Viví una temporada en San Miguel de Allende, México. En aquellas tierras la palabra ‘coger’ significa otra cosa: equivale a fornicar. Pensar en esto todavía me produce una sonrisa aunque haya transcurrido mucho tiempo desde entonces. Era el año 90 del siglo pasado en una pequeña clase en la escuela de traductores en la universidad de Granada la primera vez que me enteré de esa diferencia lingüística entre el español castellano y el mejicano. Éramos alumnos de varios países y las clases eran de conversación y cultura. El profesor que tenía siempre muy buen humor y nos hablaba con ternura. Nos dijo que en Méjico una vez preguntó a un paisano que dónde podía coger el autobús. El muchacho le miró con cara de sorpresa y encogiéndose de hombros dijo con ese acento medio operístico medio de barro: “¡supongo por el tubo de escape buey!” Más adelante, en el ’92 cuando vivía en la calle Paseo del Indio Triste en San Miguel de Allende, una mejicana me contaba que un español le había preguntado “¿Cuándo te recojo? “ A lo cual ella respondió severa: “Cuando yo te redeje.” Todo se acaba conectando.
“¿Qué tal las olas?” Me pregunta de nuevo Fernando mientras me entrega mi mediano de café en vaso con una mini rosquilla, paquetito de azúcar y una cucharilla.
“Alguna he cogido” le respondo.
Y es que realmente no las cogemos, sino que nos cogen más bien. Las acompañamos en su llegada a la costa, a su fin como si fuesen cuidados paliativos cariñosos y silenciosos. Vamos juntos hasta un rincón del fin del mar. Sus últimos movimientos después de una trayectoria de Dios sabe cuanta distancia. Un viento, un aire que comenzó en otro lado. En distinto océano. Burlando espacio y tiempo para abrirse; caer lentamente sin tropezar. Desdoblarse y fundirse en suaves colchones de arena.
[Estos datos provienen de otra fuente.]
//! The recording interceptor: the middleware stage bridging a store's
//! dispatch pipeline to the history recorder.
//!
//! The interceptor observes every applied action after the base dispatch
//! has run, so the state it records is the state the action produced. It is
//! observationally transparent: it never alters the action, the dispatch
//! result, or the order of effects, and a recording problem can only reach
//! the log, never the dispatch caller. When recording is disabled the
//! interceptor is a cheap per-call no-op.

use crate::models::Action;
use crate::recorder::history::SharedRecorder;
use crate::store::Interceptor;
use std::sync::Arc;

/// Dispatch-pipeline stage that records `(action, resulting state)` pairs.
pub struct RecordingInterceptor<S> {
    recorder: SharedRecorder<S>,
}

impl<S> RecordingInterceptor<S> {
    /// Creates an interceptor feeding the given recorder.
    pub fn new(recorder: SharedRecorder<S>) -> Self {
        Self { recorder }
    }
}

impl<S> Interceptor<S> for RecordingInterceptor<S> {
    fn after_dispatch(&mut self, action: &Action, state: &Arc<S>) {
        // Executable actions are filtered by shape before recording is
        // attempted; the recorder guards again for direct callers.
        if action.is_thunk() {
            return;
        }

        match self.recorder.lock() {
            Ok(mut recorder) => {
                if recorder.is_recording() {
                    recorder.record_step(action, Arc::clone(state));
                }
            }
            Err(e) => {
                log::warn!("history recorder unavailable; dropping step: {}", e);
            }
        }
    }
}
//! Configuration management for the devtools recorder.
//!
//! This module provides configuration loading, validation, and access
//! through a singleton pattern. Configuration is read from host settings
//! under the "store-devtools" key and merged with defaults.

pub mod schema;

pub use schema::DevtoolsConfig;

use once_cell::sync::Lazy;
use serde_json::Value;
use std::sync::RwLock;

/// Global configuration instance.
///
/// Lazily initialized on first access; updated when settings change.
static CONFIG: Lazy<RwLock<DevtoolsConfig>> =
    Lazy::new(|| RwLock::new(DevtoolsConfig::default()));

/// Loads configuration from host settings or a JSON value.
///
/// Reads the "store-devtools" settings key, merges it with defaults,
/// validates the result, and updates the global configuration.
///
/// # Arguments
///
/// * `settings_json` - Optional JSON value containing user settings under
///   the "store-devtools" key
///
/// # Returns
///
/// `Ok(DevtoolsConfig)` with the loaded configuration, or `Err` if
/// validation fails.
///
/// # Example
///
/// ```
/// use store_devtools::config::load_config;
/// use serde_json::json;
///
/// let settings = json!({
///     "store-devtools": {
///         "captureStackTraces": false,
///         "maxHistoryEntries": 250
///     }
/// });
///
/// let config = load_config(Some(settings)).unwrap();
/// assert_eq!(config.max_history_entries, 250);
/// # load_config(None).unwrap();
/// ```
pub fn load_config(settings_json: Option<Value>) -> Result<DevtoolsConfig, String> {
    let mut config = DevtoolsConfig::default();

    if let Some(settings) = settings_json {
        if let Some(devtools_settings) = settings.get("store-devtools") {
            match serde_json::from_value::<DevtoolsConfig>(devtools_settings.clone()) {
                Ok(user_config) => {
                    config = config.merge(&user_config);
                }
                Err(e) => {
                    log::warn!(
                        "failed to parse store-devtools settings: {}; using defaults",
                        e
                    );
                }
            }
        }
    }

    config
        .validate()
        .map_err(|e| format!("Invalid configuration: {}. Using defaults.", e))?;

    if let Ok(mut global_config) = CONFIG.write() {
        *global_config = config.clone();
    }

    Ok(config)
}

/// Gets the current global configuration.
///
/// Singleton accessor returning a clone of the current configuration. If
/// configuration has not been loaded yet, returns the defaults.
pub fn get_config() -> DevtoolsConfig {
    CONFIG
        .read()
        .map(|c| c.clone())
        .unwrap_or_else(|_| DevtoolsConfig::default())
}

/// Updates a specific configuration setting in place.
///
/// # Arguments
///
/// * `updater` - A closure that modifies the configuration
pub fn update_config(updater: impl FnOnce(&mut DevtoolsConfig)) {
    if let Ok(mut config) = CONFIG.write() {
        updater(&mut config);
    }
}
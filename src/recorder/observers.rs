//! History change notifications.

use crate::models::Step;

/// Observer of history changes, registered with the recorder.
///
/// Delivery is synchronous and fire-and-forget, on the same call stack as
/// the dispatch that triggered the change, in registration order. Observers
/// must tolerate being the only subscriber or one of many. An observer that
/// dispatches further actions from a callback re-enters the pipeline
/// synchronously; the recorder does not guard against the resulting
/// recursion.
pub trait HistoryObserver<S> {
    /// A genuinely new, non-collapsed step was appended to the history.
    ///
    /// Collapsing transformations (promoting a step into a group, growing an
    /// existing group) do not fire this.
    fn on_step_added(&mut self, step: &Step<S>);

    /// The history was emptied.
    fn on_history_cleared(&mut self);
}
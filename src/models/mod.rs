//! Data models for dispatched actions and recorded history steps.
//!
//! This module contains the core data structures used throughout the
//! devtools recorder: the actions that flow through a store's dispatch
//! pipeline and the history steps built from them.

pub mod action;
pub mod step;

pub use action::{Action, ActionKind, DataAction, Thunk};
pub use step::{Step, StepAction};
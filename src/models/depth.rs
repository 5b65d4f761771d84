//! Order book depth channel models.

use rust_decimal::Decimal;
use serde::Deserialize;

/// An update from the `/v2/market/{symbol}/depth` channel.
///
/// Every message carries the full ladder for both sides; the projection
/// replaces its state wholesale rather than merging.
#[derive(Debug, Clone, Deserialize)]
#[serde(rename_all = "camelCase")]
pub struct DepthUpdate {
    pub symbol: String,
    #[serde(rename = "type")]
    pub depth_type: DepthType,
    pub bids: Vec<DepthLevel>,
    pub asks: Vec<DepthLevel>,
    pub updated_at: i64,
}

/// Whether the feed labeled this message a snapshot or an update. Both carry
/// self-consistent full depth.
#[derive(Debug, Clone, Copy, PartialEq, Eq, Deserialize)]
#[serde(rename_all = "SCREAMING_SNAKE_CASE")]
pub enum DepthType {
    Snapshot,
    Update,
}

/// A single price level in the order book.
#[derive(Debug, Clone, PartialEq, Eq, Deserialize)]
pub struct DepthLevel {
    pub px: Decimal,
    pub qty: Decimal,
}
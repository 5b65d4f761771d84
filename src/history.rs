//! Historical candle retrieval.
//!
//! The aggregator only sees the [`CandleFetcher`] trait: a paginated,
//! point-in-time fetch that returns up to one page of candles ascending by
//! time. [`RestCandleFetcher`] implements it over the Reya
//! `candleHistory` REST endpoint.

use std::time::{SystemTime, UNIX_EPOCH};

use futures_util::FutureExt;
use futures_util::future::BoxFuture;
use serde::Deserialize;
use tracing::debug;

use crate::models::candle::{Candle, Timeframe};
use crate::{Result, RillError};

/// Paginated candle source.
///
/// `end_time_ms` bounds the page from above; `None` means "most recent
/// page". Implementations return candles sorted ascending by bucket start.
pub trait CandleFetcher: Send + Sync {
    fn fetch(
        &self,
        symbol: &str,
        timeframe: Timeframe,
        end_time_ms: Option<i64>,
    ) -> BoxFuture<'static, Result<Vec<Candle>>>;
}

/// Candle history response: parallel arrays, OHLC as decimal strings. The
/// endpoint does not report volume.
#[derive(Debug, Deserialize)]
struct CandleHistoryResponse {
    #[serde(default)]
    t: Vec<i64>,
    #[serde(default)]
    o: Vec<String>,
    #[serde(default)]
    h: Vec<String>,
    #[serde(default)]
    l: Vec<String>,
    #[serde(default)]
    c: Vec<String>,
}

/// Fetches candle history from the Reya REST API.
pub struct RestCandleFetcher {
    client: reqwest::Client,
    base_url: String,
}

impl RestCandleFetcher {
    /// Creates a fetcher against a REST base URL (e.g.
    /// `https://api.reya.xyz/v2`).
    #[must_use]
    pub fn new(base_url: impl Into<String>) -> Self {
        Self {
            client: reqwest::Client::new(),
            base_url: base_url.into(),
        }
    }
}

impl CandleFetcher for RestCandleFetcher {
    fn fetch(
        &self,
        symbol: &str,
        timeframe: Timeframe,
        end_time_ms: Option<i64>,
    ) -> BoxFuture<'static, Result<Vec<Candle>>> {
        let url = format!(
            "{}/candleHistory/{}/{}",
            self.base_url,
            symbol,
            timeframe.as_str()
        );
        let client = self.client.clone();

        async move {
            let end = end_time_ms.unwrap_or_else(now_ms);
            debug!(url = %url, end_time_ms = end, "Fetching candle history");

            let response = client
                .get(&url)
                .query(&[("endTime", end)])
                .send()
                .await?
                .error_for_status()?;

            let body: CandleHistoryResponse = response.json().await?;
            parse_history(&body)
        }
        .boxed()
    }
}

/// Maps the parallel arrays into candles, sorted ascending by time. The API
/// returns them descending.
fn parse_history(body: &CandleHistoryResponse) -> Result<Vec<Candle>> {
    let len = body.t.len();
    if body.o.len() != len || body.h.len() != len || body.l.len() != len || body.c.len() != len {
        return Err(RillError::Malformed(format!(
            "candle history arrays disagree on length: t={len}, o={}, h={}, l={}, c={}",
            body.o.len(),
            body.h.len(),
            body.l.len(),
            body.c.len()
        )));
    }

    let mut candles = Vec::with_capacity(len);
    for i in 0..len {
        candles.push(Candle {
            time: body.t[i],
            open: parse_price(&body.o[i])?,
            high: parse_price(&body.h[i])?,
            low: parse_price(&body.l[i])?,
            close: parse_price(&body.c[i])?,
            volume: 0.0,
        });
    }

    candles.sort_by_key(|c| c.time);

    Ok(candles)
}

fn parse_price(raw: &str) -> Result<f64> {
    raw.parse::<f64>()
        .map_err(|_| RillError::Malformed(format!("unparseable price in candle history: {raw}")))
}

fn now_ms() -> i64 {
    SystemTime::now()
        .duration_since(UNIX_EPOCH)
        .map(|d| d.as_millis() as i64)
        .unwrap_or_default()
}

#[cfg(test)]
mod tests {
    use super::*;

    #[test]
    fn parses_and_sorts_history_ascending() {
        let body: CandleHistoryResponse = serde_json::from_str(
            r#"{
                "t": [1705314720, 1705314600, 1705314660],
                "o": ["42100.5", "42000.0", "42050.25"],
                "h": ["42150.0", "42080.0", "42110.0"],
                "l": ["42090.0", "41990.0", "42040.0"],
                "c": ["42120.0", "42050.25", "42100.5"],
                "extra": "ignored"
            }"#,
        )
        .unwrap();

        let candles = parse_history(&body).unwrap();

        assert_eq!(candles.len(), 3);
        assert_eq!(candles[0].time, 1_705_314_600);
        assert_eq!(candles[1].time, 1_705_314_660);
        assert_eq!(candles[2].time, 1_705_314_720);
        assert_eq!(candles[0].open, 42000.0);
        assert_eq!(candles[0].close, 42050.25);
        assert_eq!(candles[0].volume, 0.0);
    }

    #[test]
    fn empty_response_yields_empty_page() {
        let body: CandleHistoryResponse = serde_json::from_str("{}").unwrap();
        assert!(parse_history(&body).unwrap().is_empty());
    }

    #[test]
    fn mismatched_arrays_are_malformed() {
        let body: CandleHistoryResponse = serde_json::from_str(
            r#"{"t": [1, 2], "o": ["1.0"], "h": ["1.0"], "l": ["1.0"], "c": ["1.0"]}"#,
        )
        .unwrap();

        assert!(matches!(
            parse_history(&body),
            Err(RillError::Malformed(_))
        ));
    }

    #[test]
    fn unparseable_price_is_malformed() {
        let body: CandleHistoryResponse = serde_json::from_str(
            r#"{"t": [1], "o": ["abc"], "h": ["1.0"], "l": ["1.0"], "c": ["1.0"]}"#,
        )
        .unwrap();

        assert!(matches!(parse_history(&body), Err(RillError::Malformed(_))));
    }
}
Quizás tengas la fortuna de estar con ella. Al lado y dentro a la misma vez. Absorto en el instante, casi sin recuerdo mientras la acompañas en su último paseo líquido. Un delicado y fugaz baile de ondas que descansa y se transforma en algo que no tiene nombre. Te sobrecoge y vuelves una y otra vez. Día tras día. Incluso de madrugada en invierno.
Quieres coger el instante pero no puedes. Agarras fuerte un puñado de arena para ti y se te escapa por los costados. Abres la mano y ves deslizarse todos los granos de arena de todas las playas del mundo entero. No se puede coger olas. Acaso acompañarlas, si se dejan.